Ma coloc me jette ma robe que je suis censée porter ce soir. Cette robe que je n'ai pas choisi. Cette robe qu'elle a décidé de m'acheter pour « me faire plaisir ». Je ne veux pas qu'on me fasse plaisir. Je n'ai absolument pas envie de m'habiller, de me maquiller, de les voir. Non, je ne veux pas les voir.

Aucun d'entre eux.

Laissez moi dans ma crasse et ma mauvaise humeur. Je vais encore entendre leurs histoires pathétiques : Maxime qui rame depuis un an pour reconquérir son ex, Eloise qui a raté trois fois sa première année de médecine. Abandonne bordel ! Nathan qui a arrêté de fumer pour plaire à sa nouvelle nana alors que je l'ai cramé en griller une l'autre jour dans la story de Maxime. Noémie qui ...

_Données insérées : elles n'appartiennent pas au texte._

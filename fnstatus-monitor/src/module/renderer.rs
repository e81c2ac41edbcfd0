//! Terminal presentation of a [`CycleReport`]

use std::io::{self, Write};

use chrono::{DateTime, Utc};
use crossterm::cursor::MoveTo;
use crossterm::execute;
use crossterm::style::{StyledContent, Stylize};
use crossterm::terminal::{Clear, ClearType};
use fnstatus_common::Impact;

use super::fetcher::ProbeStatus;
use super::report::{
    AntiCheatReport, ApiHealth, ComponentRow, ComponentsOverview, CycleReport, FreeGamesReport,
    IncidentReport, Section, SystemStatus,
};
use super::status::{OverallHealth, Tier};
use crate::error::FetchError;

const RULE_WIDTH: usize = 70;
const LABEL_WIDTH: usize = 25;
const COMPONENT_WIDTH: usize = 35;
/// Operational components are listed by name up to this many
const OPERATIONAL_LIST_MAX: usize = 5;
const OPERATIONAL_PREVIEW: usize = 3;

const BANNER: &str = "\
╔══════════════════════════════════════════════════════════════════╗
║                    EPIC GAMES STATUS MONITOR                       ║
║        Status • Incidents • EAC • Free Games • API Health          ║
╚══════════════════════════════════════════════════════════════════╝";

/// Display label for a tier, colored by severity
pub fn tier_label(tier: Tier) -> StyledContent<&'static str> {
    match tier {
        Tier::Operational => "OPERATIONAL".green(),
        Tier::DegradedPerformance => "DEGRADED PERFORMANCE".yellow(),
        Tier::PartialOutage => "*** WARNING: PARTIAL OUTAGE ***".red(),
        Tier::MajorOutage => "*** CRITICAL: MAJOR OUTAGE ***".red(),
        Tier::UnderMaintenance => "MAINTENANCE".cyan(),
        Tier::Unknown => "UNKNOWN STATUS".magenta(),
    }
}

fn format_utc(dt: &DateTime<Utc>) -> String {
    dt.format("%Y-%m-%d %H:%M UTC").to_string()
}

/// Writes reports to any [`Write`] sink
pub struct TerminalRenderer<W: Write> {
    out: W,
}

impl<W: Write> TerminalRenderer<W> {
    pub fn new(out: W) -> Self {
        Self { out }
    }

    pub fn into_inner(self) -> W {
        self.out
    }

    /// Clear the terminal and home the cursor
    pub fn clear_screen(&mut self) -> io::Result<()> {
        execute!(self.out, Clear(ClearType::All), MoveTo(0, 0))
    }

    pub fn banner(&mut self) -> io::Result<()> {
        writeln!(self.out)?;
        writeln!(self.out, "{}", BANNER.cyan())?;
        writeln!(self.out)
    }

    /// Banner plus every section, in display order
    pub fn report(&mut self, report: &CycleReport) -> io::Result<()> {
        self.banner()?;
        self.system_status(&report.system)?;
        self.components(&report.components)?;
        self.anticheat(&report.anticheat)?;
        self.incidents(&report.incidents)?;
        self.free_games(&report.free_games)?;
        self.api_health(&report.api_health)?;
        self.out.flush()
    }

    /// Footer shown between continuous-mode cycles
    pub fn footer(&mut self, updated_at: &DateTime<Utc>, next_check_secs: u64) -> io::Result<()> {
        let rule = "─".repeat(RULE_WIDTH);
        writeln!(self.out)?;
        writeln!(self.out, "{}", rule.as_str().white())?;
        writeln!(
            self.out,
            "{}",
            format!("Last updated: {}", updated_at.format("%Y-%m-%d %H:%M:%S UTC")).dark_grey()
        )?;
        if next_check_secs > 0 {
            writeln!(
                self.out,
                "{}",
                format!("Next check in {} seconds... (Press Ctrl+C to exit)", next_check_secs).cyan()
            )?;
        }
        writeln!(self.out, "{}", rule.as_str().white())?;
        writeln!(self.out)?;
        self.out.flush()
    }

    fn header(&mut self, title: StyledContent<String>) -> io::Result<()> {
        writeln!(self.out)?;
        writeln!(self.out, "{}", title)?;
        writeln!(self.out, "{}", "─".repeat(RULE_WIDTH))
    }

    fn unavailable(&mut self, what: &str, err: &FetchError) -> io::Result<()> {
        writeln!(self.out, "{}", format!("Unable to fetch {} ({})", what, err).red())
    }

    fn service_row(&mut self, label: &str, row: Option<&ComponentRow>) -> io::Result<()> {
        let Some(row) = row else {
            return writeln!(
                self.out,
                "{}: {}",
                format!("{:<LABEL_WIDTH$}", label).white(),
                "NOT FOUND".magenta()
            );
        };

        let tier = row.classification.tier;
        if tier.is_outage() {
            writeln!(
                self.out,
                "{}: {}",
                format!(" {} ", label).white().on_red(),
                tier_label(tier)
            )
        } else {
            writeln!(
                self.out,
                "{}: {}",
                format!("{:<LABEL_WIDTH$}", label).white(),
                tier_label(tier)
            )
        }
    }

    fn system_status(&mut self, section: &Section<SystemStatus>) -> io::Result<()> {
        self.header(" SYSTEM STATUS ".to_string().white().on_blue())?;

        let status = match section {
            Ok(status) => status,
            Err(e) => return self.unavailable("system status", e),
        };

        let overall = match &status.overall {
            OverallHealth::AllOperational => "ALL SYSTEMS OPERATIONAL".green(),
            OverallHealth::IssuesDetected { .. } => "*** WARNING: ISSUES DETECTED ***".red(),
        };
        writeln!(self.out, "{}: {}", "Overall Status".white(), overall)?;

        match &status.description {
            Ok(Some(description)) => {
                writeln!(self.out, "{}: {}", "Current Status".white(), description.as_str().cyan())?
            }
            Ok(None) => {}
            Err(e) => self.unavailable("current status", e)?,
        }
        writeln!(self.out)?;

        for service in &status.services {
            self.service_row(&service.label, service.component.as_ref())?;
        }
        Ok(())
    }

    fn components(&mut self, section: &Section<ComponentsOverview>) -> io::Result<()> {
        self.header(" DETAILED COMPONENTS STATUS ".to_string().white().on_green())?;

        let overview = match section {
            Ok(overview) => overview,
            Err(e) => return self.unavailable("components data", e),
        };
        if overview.is_empty() {
            return writeln!(self.out, "{}", "No components data available".yellow());
        }

        if !overview.issues.is_empty() {
            writeln!(self.out, "{}", "COMPONENTS WITH ISSUES:".red())?;
            for row in &overview.issues {
                writeln!(
                    self.out,
                    "  {}: {}",
                    format!("{:<COMPONENT_WIDTH$}", row.name).white(),
                    tier_label(row.classification.tier)
                )?;
            }
            writeln!(self.out)?;
        }

        let operational = &overview.operational;
        if !operational.is_empty() {
            writeln!(
                self.out,
                "{}",
                format!("{} components operational", operational.len()).green()
            )?;
            if operational.len() <= OPERATIONAL_LIST_MAX {
                for name in operational {
                    writeln!(
                        self.out,
                        "  {}: {}",
                        format!("{:<COMPONENT_WIDTH$}", name).white(),
                        tier_label(Tier::Operational)
                    )?;
                }
            } else {
                writeln!(
                    self.out,
                    "  Including: {}, and {} more...",
                    operational[..OPERATIONAL_PREVIEW].join(", "),
                    operational.len() - OPERATIONAL_PREVIEW
                )?;
            }
        }
        Ok(())
    }

    fn anticheat(&mut self, report: &AntiCheatReport) -> io::Result<()> {
        self.header(format!(" {} STATUS ", report.label.to_uppercase()).white().on_magenta())?;

        match &report.component {
            Ok(Some(tracked)) => {
                self.service_row(&report.label, Some(&tracked.row))?;
                if let Some(t) = &tracked.transition {
                    writeln!(self.out, "{}", " STATUS CHANGE DETECTED ".black().on_yellow())?;
                    writeln!(self.out, "   Changed from: {} → {}", t.from, t.to)?;
                }
            }
            Ok(None) => writeln!(
                self.out,
                "{}",
                format!("{} status not found in components", report.label).yellow()
            )?,
            Err(e) => self.unavailable("anti-cheat status", e)?,
        }

        match &report.related_incidents {
            Ok(related) if related.is_empty() => {
                writeln!(self.out, "{}", "No related incidents detected".green())
            }
            Ok(related) => {
                writeln!(self.out)?;
                writeln!(self.out, "{}", "Related Incidents Found:".red())?;
                for brief in related {
                    writeln!(self.out, "  - {}", brief.name)?;
                    writeln!(self.out, "    Status: {}", brief.status)?;
                }
                Ok(())
            }
            Err(e) => self.unavailable("related incidents", e),
        }
    }

    fn incidents(&mut self, section: &Section<IncidentReport>) -> io::Result<()> {
        self.header(" INCIDENT REPORTS ".to_string().white().on_red())?;

        let report = match section {
            Ok(report) => report,
            Err(e) => return self.unavailable("incidents", e),
        };

        if report.active.is_empty() {
            writeln!(self.out, "{}", "No active incidents reported".green())?;
        }
        for incident in &report.active {
            match incident.impact {
                Impact::Critical => {
                    writeln!(self.out)?;
                    writeln!(self.out, "{}", " CRITICAL INCIDENT ".white().on_red())?;
                }
                Impact::Major => {
                    writeln!(self.out)?;
                    writeln!(self.out, "{}", " MAJOR INCIDENT ".black().on_yellow())?;
                }
                _ => writeln!(self.out)?,
            }

            let paint = |s: &str| match incident.impact {
                Impact::Critical => s.to_string().red(),
                Impact::Major => s.to_string().yellow(),
                _ => s.to_string().blue(),
            };
            writeln!(self.out, "{}", incident.name.as_str().white())?;
            writeln!(self.out, "   Status: {}", paint(&incident.status))?;
            writeln!(self.out, "   Impact: {}", paint(incident.impact.label()))?;
            writeln!(
                self.out,
                "   Started: {}",
                incident.created_at.as_deref().unwrap_or("Unknown").dark_grey()
            )?;
            if let Some(latest) = &incident.latest_update {
                writeln!(self.out, "   Latest: {}", latest.as_str().cyan())?;
            }
        }

        if !report.recently_resolved.is_empty() {
            writeln!(self.out)?;
            writeln!(self.out, "{}", "Recently Resolved Incidents:".cyan())?;
            for resolved in &report.recently_resolved {
                writeln!(self.out, "  - {}", resolved.name)?;
                if let Some(at) = &resolved.resolved_at {
                    writeln!(self.out, "    Resolved: {}", at.as_str().green())?;
                }
            }
        }
        Ok(())
    }

    fn free_games(&mut self, section: &Section<FreeGamesReport>) -> io::Result<()> {
        self.header(" FREE GAMES & PROMOTIONS ".to_string().white().on_green())?;

        let report = match section {
            Ok(report) => report,
            Err(e) => return self.unavailable("free games data", e),
        };

        if report.current.is_empty() {
            writeln!(self.out, "{}", "No free games currently available".yellow())?;
        } else {
            writeln!(self.out, "{}", "Currently FREE:".green())?;
            for game in &report.current {
                writeln!(self.out, "  {}", game.title.as_str().cyan())?;
                writeln!(self.out, "     {}", game.description.as_str().dark_grey())?;
                let left = if game.remaining.days > 0 {
                    format!("{} days", game.remaining.days).yellow()
                } else {
                    format!("{} hours", game.remaining.hours).red()
                };
                writeln!(self.out, "     Ends in {} ({})", left, format_utc(&game.ends_at))?;
                writeln!(self.out)?;
            }
        }

        if !report.upcoming.is_empty() {
            writeln!(self.out, "{}", "Coming Soon:".blue())?;
            for game in &report.upcoming {
                writeln!(
                    self.out,
                    "  {} - Starts in {}",
                    game.title.as_str().magenta(),
                    format!("{} days", game.days_until).cyan()
                )?;
            }
        }
        Ok(())
    }

    fn api_health(&mut self, health: &ApiHealth) -> io::Result<()> {
        self.header(" API STATUS & INFO ".to_string().black().on_yellow())?;

        for probe in &health.endpoints {
            match probe.status {
                ProbeStatus::Ok => writeln!(self.out, "  {} {}", "✓".green(), probe.name)?,
                ProbeStatus::HttpStatus(code) => {
                    writeln!(self.out, "  {} {} (HTTP {})", "✗".red(), probe.name, code)?
                }
                ProbeStatus::Unreachable => {
                    writeln!(self.out, "  {} {} (Connection Error)", "✗".red(), probe.name)?
                }
            }
        }

        writeln!(self.out)?;
        writeln!(
            self.out,
            "{}",
            format!("{}/{} API endpoints operational", health.working(), health.total()).cyan()
        )?;
        if health.working() < health.total() {
            writeln!(
                self.out,
                "{}",
                "Note: some endpoints appear to have been removed or changed upstream.".yellow()
            )?;
        }
        Ok(())
    }
}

« Tu m'écoutes quand je te parle? »

Et voilà. Noémie qui se prend pour la maman du groupe ou plutôt de la portée que nous sommes. Je connais son discours par coeur : « tout le monde ne t'as pas vu depuis longtemps. Tu ne sors jamais de l'appartement. Le canapé est ton nouveau mec. Regarde, tu as même fait un trou tellement tu passes tes journées dedans quand tu ne travailles pas. Estime toi heureuse que ton patron accepte tes retards. » Elle ne sait pas que si j'ai encore du travail, c'est parce que mon patron ne cesse de me faire des avances. Je ne dis rien. J'écoute ses blagues salaces en espérant secrètement qu'il cesse un jour. Mais si ça peut m'aider à garder mon travail. La seule chose que je ne rate pas pour l'instant. Pendant un cours instant, je décide de la mettre en off dans ma tête jusqu'au moment où elle s'empare de la télécommande. Grave erreur Noémie. Grave erreur.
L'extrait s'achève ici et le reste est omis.